The department store has suffered a multitude of setbacks throughout the year despite its best efforts to bring it back from the precipice
Debenhams has faced another financial plunge amid what it calls a ‘volatile’ retail market backdrop.
Today, the retailer revealed plans to close 50 out of its 166 UK stores - most at risk are said to be its smallest branches.
The announcement has put 4,000 jobs at risk.
The news is the latest in a whirlwind of turbulent times for the company, despite its efforts to remain afloat.
The store closures come as Debenhams revealed record annual losses of £491.5m in the year to 1 September, against £59m profits the previous year with like-for-like sales declining 2.3%.
Sergio Bucher, CEO of Debenhams, said: “It has been a tough year for retail in 2018 and our performance reflects that.
“We are taking decisive steps to strengthen Debenhams in a market that remains volatile and challenging.”
Back in September the department store chain revealed plans to make-over its beauty sector - which contributed to digital cosmetics sales rising by 16% in the spring - with a new Beauty Hall space and online Beauty Club.
Talking to Cosmetics Business about the launch of the new concepts, Richard Cristofoli was optimistic about the changes being made.
He said: “I’m not playing it down.
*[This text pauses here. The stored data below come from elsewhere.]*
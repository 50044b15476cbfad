use argon2::Argon2;
use argon2::password_hash::rand_core::OsRng;
use argon2::password_hash::{PasswordHash, PasswordHasher, PasswordVerifier, SaltString};
use axum::{
    extract::{FromRef, FromRequestParts},
    http::{header, request::Parts},
};
use base64::{Engine as _, engine::general_purpose::STANDARD};

use crate::{error::ApiError, repository::RepositoryState};

/// Role granted to read-only accounts.
pub const ROLE_USER: &str = "USER";
/// Role required for every write and for any route outside the planet surface.
pub const ROLE_ADMIN: &str = "ADMIN";

/// AuthUser
///
/// The resolved identity of an authenticated request, produced by the
/// Basic-auth extractor below. Handlers receive this struct and apply their
/// own role checks on top of it.
#[derive(Debug, Clone)]
pub struct AuthUser {
    pub id: i32,
    pub username: String,
    /// 'ADMIN' or 'USER'. ADMIN is a superset: it passes read checks too.
    pub role: String,
}

impl AuthUser {
    /// Read access: USER or ADMIN.
    pub fn can_read(&self) -> bool {
        self.role == ROLE_USER || self.role == ROLE_ADMIN
    }

    /// Write access: ADMIN only.
    pub fn is_admin(&self) -> bool {
        self.role == ROLE_ADMIN
    }
}

/// Hash a plaintext password using Argon2id with a random salt.
///
/// Returns the PHC-formatted hash string. Used when seeding credential
/// records; the API itself never creates users.
pub fn hash_password(password: &str) -> Result<String, argon2::password_hash::Error> {
    let salt = SaltString::generate(&mut OsRng);
    let hash = Argon2::default().hash_password(password.as_bytes(), &salt)?;
    Ok(hash.to_string())
}

/// Verify a plaintext password against a stored PHC-formatted hash.
/// Any parse or mismatch failure is a plain `false`: the caller only needs
/// a yes/no, and the distinction must not leak to the client.
pub fn verify_password(password: &str, hash: &str) -> bool {
    match PasswordHash::new(hash) {
        Ok(parsed) => Argon2::default()
            .verify_password(password.as_bytes(), &parsed)
            .is_ok(),
        Err(_) => false,
    }
}

/// AuthUser Extractor Implementation
///
/// Implements Axum's FromRequestParts trait, making AuthUser usable as a
/// function argument in any handler. This keeps authentication (extractor)
/// cleanly separated from authorization (role checks in the handlers).
///
/// The flow:
/// 1. Extract the `Authorization: Basic <base64>` header.
/// 2. Decode into `username:password`.
/// 3. Look the username up through the repository (the credential store).
/// 4. Verify the argon2 hash.
///
/// Rejection: 401 Unauthorized with a Basic challenge on any credential
/// failure. A storage error during the lookup is a 500, not a 401.
impl<S> FromRequestParts<S> for AuthUser
where
    S: Send + Sync,
    RepositoryState: FromRef<S>,
{
    type Rejection = ApiError;

    async fn from_request_parts(parts: &mut Parts, state: &S) -> Result<Self, Self::Rejection> {
        let repo = RepositoryState::from_ref(state);

        let auth_header = parts
            .headers
            .get(header::AUTHORIZATION)
            .and_then(|value| value.to_str().ok())
            .ok_or(ApiError::Unauthenticated)?;

        let encoded = auth_header
            .strip_prefix("Basic ")
            .ok_or(ApiError::Unauthenticated)?;

        let decoded = STANDARD
            .decode(encoded)
            .ok()
            .and_then(|bytes| String::from_utf8(bytes).ok())
            .ok_or(ApiError::Unauthenticated)?;

        let (username, password) = decoded
            .split_once(':')
            .ok_or(ApiError::Unauthenticated)?;

        // Storage failure here must surface as 500, hence the `?` before
        // the credential check.
        let user = repo
            .find_user_by_username(username)
            .await?
            .ok_or(ApiError::Unauthenticated)?;

        if !verify_password(password, &user.password) {
            return Err(ApiError::Unauthenticated);
        }

        Ok(AuthUser {
            id: user.id,
            username: user.username,
            role: user.role,
        })
    }
}

#[cfg(test)]
mod tests {
    use super::*;

    #[test]
    fn hash_and_verify_round_trip() {
        let hash = hash_password("rebel").expect("hashing should succeed");
        assert!(hash.starts_with("$argon2id$"));
        assert!(verify_password("rebel", &hash));
        assert!(!verify_password("empire", &hash));
    }

    #[test]
    fn verify_rejects_malformed_hash() {
        assert!(!verify_password("rebel", "not-a-phc-string"));
    }

    #[test]
    fn admin_role_passes_both_checks() {
        let admin = AuthUser {
            id: 1,
            username: "vader".to_string(),
            role: ROLE_ADMIN.to_string(),
        };
        assert!(admin.can_read());
        assert!(admin.is_admin());

        let user = AuthUser {
            id: 2,
            username: "skywalker".to_string(),
            role: ROLE_USER.to_string(),
        };
        assert!(user.can_read());
        assert!(!user.is_admin());
    }
}
use clap::Parser;
use std::num::NonZeroUsize;
use std::path::PathBuf;

#[derive(Parser, Debug)]
#[command(
    name = "pp-load",
    about = "Plant patents batch loader for Fedora 4",
    version
)]
pub struct Cli {
    /// Path to the YAML (or TOML) config file
    #[arg(long, short = 'c')]
    pub config: PathBuf,

    /// Directory holding metadata.csv and the binaries; load.log is written
    /// there too. Overrides ASSET_DIR, METADATA_FILE and LOG_FILE.
    pub directory: Option<PathBuf>,

    /// Compute checksums and print payloads without contacting the repository
    #[arg(long)]
    pub dry_run: bool,

    /// Load at most this many rows (at least 1)
    #[arg(long, value_name = "N")]
    pub limit: Option<NonZeroUsize>,

    /// Do not check the REST endpoint before loading
    #[arg(long)]
    pub skip_connection_check: bool,

    /// Enable verbose output
    #[arg(long, short = 'v', conflicts_with = "quiet")]
    pub verbose: bool,

    /// Suppress non-essential output
    #[arg(long, short = 'q', conflicts_with = "verbose")]
    pub quiet: bool,

    /// Disable colored output (also respects NO_COLOR env var)
    #[arg(long)]
    pub no_color: bool,
}

#[cfg(test)]
mod tests {
    use super::*;
    use clap::CommandFactory;

    #[test]
    fn test_cli_definition_is_valid() {
        Cli::command().debug_assert();
    }

    #[test]
    fn test_parse_full_invocation() {
        let cli = Cli::try_parse_from([
            "pp-load",
            "-c",
            "batch.yml",
            "/data/patents",
            "--dry-run",
            "--limit",
            "3",
        ])
        .unwrap();
        assert_eq!(cli.config, PathBuf::from("batch.yml"));
        assert_eq!(cli.directory, Some(PathBuf::from("/data/patents")));
        assert!(cli.dry_run);
        assert_eq!(cli.limit, NonZeroUsize::new(3));
        assert!(!cli.skip_connection_check);
    }

    #[test]
    fn test_config_is_required() {
        assert!(Cli::try_parse_from(["pp-load"]).is_err());
    }

    #[test]
    fn test_zero_limit_is_rejected_at_parse_time() {
        let err = Cli::try_parse_from(["pp-load", "-c", "batch.yml", "--limit", "0"]).unwrap_err();
        assert_eq!(err.kind(), clap::error::ErrorKind::ValueValidation);
        assert!(err.to_string().contains("--limit"));

        assert!(Cli::try_parse_from(["pp-load", "-c", "batch.yml", "--limit", "-2"]).is_err());
    }
}
//! Error types for graph formatting

use thiserror::Error;

/// Errors from payload formatting
#[derive(Debug, Error)]
pub enum FormatError {
    /// A patch statement still refers to the `<>` placeholder
    #[error("statement is not bound to a repository URI: {0}")]
    UnboundSubject(String),

    /// Nothing left to insert after dropping empty values
    #[error("update contains no statements")]
    EmptyUpdate,
}

pub type Result<T> = std::result::Result<T, FormatError>;
//! Plant-patent batch loader library.
//!
//! The `pp-load` binary parses arguments, sets up tracing and calls
//! [`run`]. The pieces are public so a batch can also be driven from code:
//! read records with [`record::read_metadata_file`], then hand them to a
//! [`driver::BatchDriver`] bound to a `patent_fcrepo::FcrepoClient`.

pub mod cli;
pub mod config;
pub mod driver;
pub mod error;
pub mod load_log;
pub mod model;
pub mod output;
pub mod record;

use cli::Cli;
use config::LoaderConfig;
use driver::BatchDriver;
use error::{CliError, CliResult};
use load_log::LoadLog;
use output::Narrator;
use patent_fcrepo::FcrepoClient;
use std::io::Write;

/// Run one batch as described by the parsed command line.
///
/// Fatal only when the config, the asset directory or the metadata file is
/// unusable, the connection check fails, or the load log cannot be written.
pub async fn run(cli: Cli) -> CliResult<()> {
    let narrator = Narrator::new(cli.quiet);
    let config = LoaderConfig::load(&cli.config, cli.directory.as_deref())?;
    narrator.banner();

    if !config.asset_dir.is_dir() {
        return Err(CliError::Input(format!(
            "asset directory not found: {}",
            config.asset_dir.display()
        )));
    }
    let mut records = record::read_metadata_file(&config.metadata_file)
        .map_err(|e| CliError::Input(e.to_string()))?;
    narrator.scanning(&config.asset_dir, &config.metadata_file, records.len());
    if let Some(limit) = cli.limit {
        records.truncate(limit.get());
    }

    let client = FcrepoClient::new(&config.repository)?;

    if cli.dry_run {
        narrator.dry_run();
        let log = LoadLog::new(std::io::sink());
        let driver = BatchDriver::new(&client, &config.asset_dir, log, narrator).with_dry_run(true);
        return drive(driver, &records).await;
    }

    if !cli.skip_connection_check {
        client.check_connection().await.map_err(|e| {
            CliError::Remote(format!("cannot reach {}: {e}", client.base_url()))
        })?;
    }
    narrator.endpoint(client.base_url(), !cli.skip_connection_check);

    let log = LoadLog::open(&config.log_file)
        .map_err(|e| CliError::Log(format!("{}: {e}", config.log_file.display())))?;
    let driver = BatchDriver::new(&client, &config.asset_dir, log, narrator);
    drive(driver, &records).await
}

async fn drive<W: Write>(
    mut driver: BatchDriver<'_, W>,
    records: &[record::MetadataRecord],
) -> CliResult<()> {
    let summary = driver.run(records).await?;
    let narrator = driver.narrator();
    driver.finish()?;
    narrator.summary(&summary);
    Ok(())
}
We are responding, it’s why we’re doing these new initiatives and we’re doing our part to modernise in the face of the competition.”
But Debenhams is yet to reap the rewards of its ventures.
Despite the optimism from the retailer, Harsha Wickremasinghe, Head of Business Intelligence at Livingstone, an M&A advisory company, is not convinced Debenhams is fit to compete in the market.
He said: “The embattled retailer has outlined hard-hitting plans to transform itself into a relevant retail entity for the 21st century, but it smacks of desperation and begs the question as to why it has taken so long to address basic issues.
“The announcement highlights just how unfit for purpose the department store model is in today’s retail environment.”
Debenhams Oxford Street store
Meanwhile, Rob Cottingham, Credit Director at finance specialist Duologi, said: “The big street as we know it is shifting.
“The brands set to thrive will be those agile enough to offer consumers flexible ways to shop and pay.”
He advises retailers to explore digital ventures to ensure a lifeline.
He added: “Optimising digital processes will be a key to this. However, retailers need to get the basics right.”
In spite of the disappointing figures, Debenhams can take away some positives from the results.
Digital growth in H2 accelerated to 16% and mobile demand grew 20% thanks to the company’s development programme, which aimed to help drive improvements in speed and filtering.
Bucher added: “Working with our new CFO Rachel Osborne, and the board, I am determined to maintain rigorous cost and capital discipline and to prioritise investment to achieve profitable growth.
“Our transformation strategy is gaining traction, with positive results from new product and new formats, general acclaim for our store of the future in Watford and digital growth that is outpacing the marketing.
“With a strengthened balance sheet, we will focus investment behind our strategic priorities and ensure that Debenhams has a sustainable and profitable future.”